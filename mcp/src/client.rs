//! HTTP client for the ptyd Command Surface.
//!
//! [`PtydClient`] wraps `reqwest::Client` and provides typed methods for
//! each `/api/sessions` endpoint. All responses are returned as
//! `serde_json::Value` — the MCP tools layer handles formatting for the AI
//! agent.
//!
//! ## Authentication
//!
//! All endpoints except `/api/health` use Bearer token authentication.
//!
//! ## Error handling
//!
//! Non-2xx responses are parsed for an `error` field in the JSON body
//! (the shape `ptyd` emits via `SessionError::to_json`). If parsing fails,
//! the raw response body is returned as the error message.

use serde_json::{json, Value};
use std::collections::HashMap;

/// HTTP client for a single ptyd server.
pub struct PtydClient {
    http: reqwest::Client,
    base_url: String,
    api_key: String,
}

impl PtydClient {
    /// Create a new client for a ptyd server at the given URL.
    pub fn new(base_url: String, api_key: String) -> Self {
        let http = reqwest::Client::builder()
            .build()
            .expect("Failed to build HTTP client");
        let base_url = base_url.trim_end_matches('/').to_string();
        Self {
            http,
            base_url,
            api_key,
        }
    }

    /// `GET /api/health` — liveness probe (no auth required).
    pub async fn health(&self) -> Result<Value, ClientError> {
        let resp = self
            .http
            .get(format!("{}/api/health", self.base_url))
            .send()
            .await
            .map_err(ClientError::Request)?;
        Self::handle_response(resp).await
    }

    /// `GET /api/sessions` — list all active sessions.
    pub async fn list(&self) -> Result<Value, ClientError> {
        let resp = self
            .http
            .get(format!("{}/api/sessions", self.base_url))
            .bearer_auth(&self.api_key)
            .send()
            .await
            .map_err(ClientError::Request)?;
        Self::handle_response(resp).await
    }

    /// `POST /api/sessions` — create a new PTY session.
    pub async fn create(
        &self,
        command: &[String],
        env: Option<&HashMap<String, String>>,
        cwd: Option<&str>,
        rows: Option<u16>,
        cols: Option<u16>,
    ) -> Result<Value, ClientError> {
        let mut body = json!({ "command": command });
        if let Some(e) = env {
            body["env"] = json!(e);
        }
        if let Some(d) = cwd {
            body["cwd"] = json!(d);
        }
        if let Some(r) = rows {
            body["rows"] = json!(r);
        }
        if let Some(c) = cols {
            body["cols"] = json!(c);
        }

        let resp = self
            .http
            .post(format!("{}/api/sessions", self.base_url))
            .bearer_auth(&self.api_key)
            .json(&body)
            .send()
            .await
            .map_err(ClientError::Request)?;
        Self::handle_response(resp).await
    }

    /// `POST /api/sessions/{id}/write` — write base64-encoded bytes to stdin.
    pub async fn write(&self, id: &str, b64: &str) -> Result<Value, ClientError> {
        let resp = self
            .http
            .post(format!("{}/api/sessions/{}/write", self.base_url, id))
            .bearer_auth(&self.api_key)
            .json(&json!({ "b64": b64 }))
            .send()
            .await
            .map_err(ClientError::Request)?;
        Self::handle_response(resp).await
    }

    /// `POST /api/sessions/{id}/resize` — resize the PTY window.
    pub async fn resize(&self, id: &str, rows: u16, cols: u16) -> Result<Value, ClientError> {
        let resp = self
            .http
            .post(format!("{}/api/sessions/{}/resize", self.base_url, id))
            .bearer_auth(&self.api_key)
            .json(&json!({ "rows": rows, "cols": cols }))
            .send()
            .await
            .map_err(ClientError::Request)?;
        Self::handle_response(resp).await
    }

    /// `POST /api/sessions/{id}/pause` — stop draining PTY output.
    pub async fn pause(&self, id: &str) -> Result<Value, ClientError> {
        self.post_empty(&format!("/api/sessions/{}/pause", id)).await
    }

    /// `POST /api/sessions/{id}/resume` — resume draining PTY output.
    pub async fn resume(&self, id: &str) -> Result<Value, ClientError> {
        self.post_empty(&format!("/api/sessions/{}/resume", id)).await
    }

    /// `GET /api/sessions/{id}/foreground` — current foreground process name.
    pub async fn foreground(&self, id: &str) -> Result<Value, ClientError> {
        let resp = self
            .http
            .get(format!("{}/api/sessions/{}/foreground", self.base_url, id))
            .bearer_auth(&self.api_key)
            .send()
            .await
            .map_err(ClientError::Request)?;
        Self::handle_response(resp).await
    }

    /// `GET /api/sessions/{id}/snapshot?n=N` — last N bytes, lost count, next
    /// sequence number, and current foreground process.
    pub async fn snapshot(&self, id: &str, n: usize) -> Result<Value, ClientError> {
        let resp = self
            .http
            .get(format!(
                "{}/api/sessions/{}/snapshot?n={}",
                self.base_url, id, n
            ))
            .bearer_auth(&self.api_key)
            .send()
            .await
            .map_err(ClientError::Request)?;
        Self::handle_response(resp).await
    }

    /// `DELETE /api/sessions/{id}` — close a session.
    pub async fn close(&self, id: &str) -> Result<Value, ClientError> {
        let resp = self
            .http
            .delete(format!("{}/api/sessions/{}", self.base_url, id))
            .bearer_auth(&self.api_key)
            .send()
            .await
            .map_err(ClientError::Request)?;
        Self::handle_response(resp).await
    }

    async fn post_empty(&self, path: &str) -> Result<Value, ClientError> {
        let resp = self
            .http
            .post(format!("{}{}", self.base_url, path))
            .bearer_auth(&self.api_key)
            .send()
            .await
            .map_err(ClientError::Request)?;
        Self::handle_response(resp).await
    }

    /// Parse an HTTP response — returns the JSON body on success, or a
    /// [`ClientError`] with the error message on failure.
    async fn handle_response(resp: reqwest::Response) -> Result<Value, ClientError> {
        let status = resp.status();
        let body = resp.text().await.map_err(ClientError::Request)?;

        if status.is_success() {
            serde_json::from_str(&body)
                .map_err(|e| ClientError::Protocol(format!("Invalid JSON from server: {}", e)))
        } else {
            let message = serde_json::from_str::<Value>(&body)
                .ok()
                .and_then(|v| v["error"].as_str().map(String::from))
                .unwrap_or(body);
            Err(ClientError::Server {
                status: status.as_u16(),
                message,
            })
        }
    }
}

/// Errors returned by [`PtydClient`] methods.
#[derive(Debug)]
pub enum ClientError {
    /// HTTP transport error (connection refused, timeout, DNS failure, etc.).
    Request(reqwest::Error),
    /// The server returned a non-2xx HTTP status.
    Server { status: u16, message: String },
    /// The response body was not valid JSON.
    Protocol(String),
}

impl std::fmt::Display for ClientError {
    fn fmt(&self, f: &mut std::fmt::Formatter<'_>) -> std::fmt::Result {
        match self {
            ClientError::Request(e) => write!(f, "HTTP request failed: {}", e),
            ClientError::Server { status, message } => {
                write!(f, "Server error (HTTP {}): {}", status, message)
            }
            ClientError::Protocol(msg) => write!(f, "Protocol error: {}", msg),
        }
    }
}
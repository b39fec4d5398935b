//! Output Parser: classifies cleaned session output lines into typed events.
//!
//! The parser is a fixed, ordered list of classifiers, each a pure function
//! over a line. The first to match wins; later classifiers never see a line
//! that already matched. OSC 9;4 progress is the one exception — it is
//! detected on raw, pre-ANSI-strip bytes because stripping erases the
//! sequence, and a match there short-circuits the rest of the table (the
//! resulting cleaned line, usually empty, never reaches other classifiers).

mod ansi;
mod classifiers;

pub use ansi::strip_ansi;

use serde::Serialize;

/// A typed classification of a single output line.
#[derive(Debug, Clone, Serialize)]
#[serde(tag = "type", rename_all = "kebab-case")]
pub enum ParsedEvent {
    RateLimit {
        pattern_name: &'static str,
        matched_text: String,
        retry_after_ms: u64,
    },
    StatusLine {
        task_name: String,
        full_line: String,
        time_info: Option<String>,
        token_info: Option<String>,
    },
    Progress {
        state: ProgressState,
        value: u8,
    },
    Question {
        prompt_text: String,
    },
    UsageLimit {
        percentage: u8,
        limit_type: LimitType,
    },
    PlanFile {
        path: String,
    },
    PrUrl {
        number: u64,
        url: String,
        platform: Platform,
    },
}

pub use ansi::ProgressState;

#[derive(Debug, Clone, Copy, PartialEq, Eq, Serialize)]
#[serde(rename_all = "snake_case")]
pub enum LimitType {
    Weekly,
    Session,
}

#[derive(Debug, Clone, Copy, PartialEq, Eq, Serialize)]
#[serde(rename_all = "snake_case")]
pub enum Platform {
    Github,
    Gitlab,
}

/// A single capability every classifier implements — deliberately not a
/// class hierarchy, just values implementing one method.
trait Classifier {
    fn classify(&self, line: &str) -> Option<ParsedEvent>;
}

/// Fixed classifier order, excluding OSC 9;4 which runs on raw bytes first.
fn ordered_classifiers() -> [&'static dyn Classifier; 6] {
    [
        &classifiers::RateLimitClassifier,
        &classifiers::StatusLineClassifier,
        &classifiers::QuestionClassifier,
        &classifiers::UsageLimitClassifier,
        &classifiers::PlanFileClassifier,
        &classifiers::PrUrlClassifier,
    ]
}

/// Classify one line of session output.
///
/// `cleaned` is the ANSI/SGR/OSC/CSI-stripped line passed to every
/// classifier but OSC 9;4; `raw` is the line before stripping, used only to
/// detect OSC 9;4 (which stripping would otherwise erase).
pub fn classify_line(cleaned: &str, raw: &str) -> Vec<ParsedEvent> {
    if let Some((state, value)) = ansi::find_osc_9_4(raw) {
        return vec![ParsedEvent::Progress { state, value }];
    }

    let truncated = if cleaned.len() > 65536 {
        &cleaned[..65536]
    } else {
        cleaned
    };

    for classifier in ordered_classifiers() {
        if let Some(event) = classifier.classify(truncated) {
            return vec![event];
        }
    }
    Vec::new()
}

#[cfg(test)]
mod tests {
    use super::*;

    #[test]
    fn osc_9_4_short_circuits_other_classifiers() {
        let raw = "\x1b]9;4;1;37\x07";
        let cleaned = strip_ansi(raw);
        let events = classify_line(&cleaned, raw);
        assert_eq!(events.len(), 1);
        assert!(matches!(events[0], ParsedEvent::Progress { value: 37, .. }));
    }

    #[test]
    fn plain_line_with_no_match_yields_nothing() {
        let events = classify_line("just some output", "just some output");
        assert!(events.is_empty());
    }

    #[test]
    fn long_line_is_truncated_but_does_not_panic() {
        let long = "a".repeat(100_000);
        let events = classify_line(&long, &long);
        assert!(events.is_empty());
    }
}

.....

- PROBLEM DETAILS -
Search the entries for the string "number" and return each line where it turns up.

- FINAL ANSWER -
    /// sequence number, and current foreground process.
        number: u64,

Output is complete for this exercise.